Arrivent les fêtes de Noël ; Gustave est convié chez les Collier pour le traditionnel pudding ; il y termine à haute voix la lecture d’Hernani, qu’Henriette écoute avec dévotion. Puis ce sont les préparatifs de départ, avec les derniers cours, entre lesquels il faut trouver le temps d’aller pour Achille chez le libraire, le bottier, l’orfèvre, l’horloger, etc. Enfin, le jour de la Saint-Sylvestre, l’étudiant se met en route et s’arrête à mi-chemin, à Vernon, chez ses amis Schlésinger, où il est invité à un souper dont il se fait fête depuis longtemps.

Dans la matinée du 1er janvier 1844, il arrive rue de Lecat, gravit quatre à quatre les marches carrelées de rouge qui conduisent au premier étage, à la chambre de sa mère et prend part aussitôt aux discussions et projets relatifs à la construction du fameux chalet de Deauville. Les travaux ne sont pas encore en train, il faut sans tarder se rendre sur place, discuter les plans et faire commencer les travaux.
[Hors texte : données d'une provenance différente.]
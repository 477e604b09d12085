use anyhow::{bail, Context};
use java_string::JavaString;
use crate::macros::make_name;
use crate::tree::access::AccessFlags;
use crate::tree::annotation::Annotation;
use crate::tree::class::ClassName;
use crate::tree::descriptor::{check_field_descriptor, DescriptorKind};
use crate::tree::type_annotation::{TargetInfoField, TypeAnnotation};

#[derive(Debug, Clone, PartialEq)]
pub struct Field {
	pub access: AccessFlags,
	pub name: FieldName,
	pub descriptor: FieldDescriptor,

	pub signature: Option<FieldSignature>,
	pub constant_value: Option<ConstantValue>,

	pub runtime_visible_annotations: Vec<Annotation>,
	pub runtime_invisible_annotations: Vec<Annotation>,
	pub runtime_visible_type_annotations: Vec<TypeAnnotation<TargetInfoField>>,
	pub runtime_invisible_type_annotations: Vec<TypeAnnotation<TargetInfoField>>,
}

impl Field {
	pub fn new(access: AccessFlags, name: FieldName, descriptor: FieldDescriptor, signature: Option<FieldSignature>, constant_value: Option<ConstantValue>) -> Field {
		Field {
			access,
			name,
			descriptor,

			signature,
			constant_value,

			runtime_visible_annotations: Vec::new(),
			runtime_invisible_annotations: Vec::new(),
			runtime_visible_type_annotations: Vec::new(),
			runtime_invisible_type_annotations: Vec::new(),
		}
	}
}

/// The value of a `ConstantValue` attribute.
///
/// Fields of type `boolean`, `byte`, `char`, `short` and `int` all use [`ConstantValue::Integer`].
#[derive(Debug, Clone, PartialEq)]
pub enum ConstantValue {
	Integer(i32),
	Float(f32),
	Long(i64),
	Double(f64),
	String(JavaString),
}

make_name!(
	/// Represents a field name.
	pub FieldName;
	is_valid(s) = super::names::check_unqualified_name(s).context("invalid field name");
);

make_name!(
	/// Represents a field descriptor, like `I` or `Ljava/lang/String;`.
	pub FieldDescriptor;
	is_valid(s) = check_field_descriptor(s)
		.map(|_| ())
		.context("invalid field descriptor");
);

impl FieldDescriptor {
	/// Returns what kind of type this descriptor describes.
	pub fn kind(&self) -> DescriptorKind {
		match self.as_str().as_bytes().first() {
			Some(b'B') => DescriptorKind::B,
			Some(b'C') => DescriptorKind::C,
			Some(b'D') => DescriptorKind::D,
			Some(b'F') => DescriptorKind::F,
			Some(b'I') => DescriptorKind::I,
			Some(b'J') => DescriptorKind::J,
			Some(b'S') => DescriptorKind::S,
			Some(b'Z') => DescriptorKind::Z,
			Some(b'[') => DescriptorKind::Array,
			_ => DescriptorKind::Object,
		}
	}
}

impl From<ClassName> for FieldDescriptor {
	fn from(value: ClassName) -> Self {
		if value.is_array() {
			FieldDescriptor(value.into_inner().into())
		} else {
			FieldDescriptor(format!("L{value};").into())
		}
	}
}

make_name!(
	/// Represents a field signature, for example `Ljava/util/List<Ljava/lang/String;>;`.
	pub FieldSignature;
	is_valid(s) = if s.is_empty() {
		bail!("signature must not be empty")
	} else {
		Ok(())
	};
);

/// A reference to a field, as used by the field instructions and by field handles.
#[derive(Debug, Clone, PartialEq, Eq, Hash)]
pub struct FieldRef {
	pub class: ClassName,
	pub name: FieldName,
	pub desc: FieldDescriptor,
}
Achille et Gustave s’en chargeront.

Chacun sait que c’est au retour de ce rapide voyage, sur la route entre Pont-l’Evêque et Rouen, que Gustave sera atteint d’une crise nerveuse, première manifestation d’un mal qui allait peser lourdement sur toute sa jeunesse.

La famille aussi est bouleversée, et dans les lettres que Caroline, dorénavant, écrira à son frère, au cours des rares absences qu’il fera, on sent combien sa tendresse fraternelle est alarmée.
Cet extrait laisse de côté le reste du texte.